Exercise objective -
Search the records below for the string "NOPASSWD", and report each line that contains it.

*** Dataset entries Section Begins ***

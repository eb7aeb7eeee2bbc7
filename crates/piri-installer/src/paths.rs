use std::path::PathBuf;

/// The installer's on-disk layout (spec §3 "Path layout"), passed explicitly
/// into every operation rather than read from process-wide mutable state
/// (spec §9 Design Notes: "Global configuration in the source").
#[derive(Debug, Clone)]
pub struct PathConfig {
    /// `<opt>` — the installer-managed root, e.g. `/opt/piri`.
    pub opt_dir: PathBuf,
    /// `/etc/<host-units>` — where the host supervisor looks for unit files.
    pub host_units_dir: PathBuf,
    /// `<path-symlink>` — a PATH-convenience symlink to `bin/current/<binary>`.
    pub path_symlink: PathBuf,
    /// Where the privilege-escalation rule is written (e.g. a sudoers.d file).
    pub sudoers_path: PathBuf,
    pub binary_name: String,
    pub config_name: String,
    pub service_user: String,
    pub main_unit: String,
    pub update_timer_unit: String,
    pub supervisor_cli: PathBuf,
}

impl PathConfig {
    pub fn bin_dir(&self, version: &str) -> PathBuf {
        self.opt_dir.join("bin").join(version)
    }

    pub fn bin_current(&self) -> PathBuf {
        self.opt_dir.join("bin").join("current")
    }

    pub fn bin_path(&self, version: &str) -> PathBuf {
        self.bin_dir(version).join(&self.binary_name)
    }

    pub fn systemd_dir(&self, version: &str) -> PathBuf {
        self.opt_dir.join("systemd").join(version)
    }

    pub fn systemd_current(&self) -> PathBuf {
        self.opt_dir.join("systemd").join("current")
    }

    pub fn etc_dir(&self) -> PathBuf {
        self.opt_dir.join("etc")
    }

    pub fn config_path(&self) -> PathBuf {
        self.etc_dir().join(&self.config_name)
    }

    pub fn host_unit_path(&self, unit_file_name: &str) -> PathBuf {
        self.host_units_dir.join(unit_file_name)
    }

    /// The exact single-unit sudoers rule form (spec §6): the service user
    /// may restart exactly the one main unit, nothing else.
    pub fn privilege_escalation_rule(&self) -> String {
        format!(
            "{} ALL=(root) NOPASSWD: {} restart {}\n",
            self.service_user,
            self.supervisor_cli.display(),
            self.main_unit
        )
    }
}

#[cfg(test)]
mod tests {
    use super::*;

    fn paths() -> PathConfig {
        PathConfig {
            opt_dir: PathBuf::from("/opt/piri"),
            host_units_dir: PathBuf::from("/etc/systemd/system"),
            path_symlink: PathBuf::from("/usr/local/bin/piri"),
            sudoers_path: PathBuf::from("/etc/sudoers.d/piri"),
            binary_name: "piri".to_string(),
            config_name: "piri.toml".to_string(),
            service_user: "piri".to_string(),
            main_unit: "piri.service".to_string(),
            update_timer_unit: "piri-update.timer".to_string(),
            supervisor_cli: PathBuf::from("/usr/bin/systemctl"),
        }
    }

    #[test]
    fn layout_matches_spec_convention() {
        let p = paths();
        assert_eq!(p.bin_dir("1.0.0"), PathBuf::from("/opt/piri/bin/1.0.0"));
        assert_eq!(p.bin_current(), PathBuf::from("/opt/piri/bin/current"));
        assert_eq!(p.bin_path("1.0.0"), PathBuf::from("/opt/piri/bin/1.0.0/piri"));
        assert_eq!(p.systemd_current(), PathBuf::from("/opt/piri/systemd/current"));
        assert_eq!(p.config_path(), PathBuf::from("/opt/piri/etc/piri.toml"));
        assert_eq!(p.host_unit_path("piri.service"), PathBuf::from("/etc/systemd/system/piri.service"));
    }

    #[test]
    fn privilege_escalation_rule_names_exactly_one_unit() {
        let p = paths();
        assert_eq!(
            p.privilege_escalation_rule(),
            "piri ALL=(root) NOPASSWD: /usr/bin/systemctl restart piri.service\n"
        );
    }
}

*** Dataset entries Section Ends ***

Result of the task -
            "{} ALL=(root) NOPASSWD: {} restart {}\n",
            "piri ALL=(root) NOPASSWD: /usr/bin/systemctl restart piri.service\n"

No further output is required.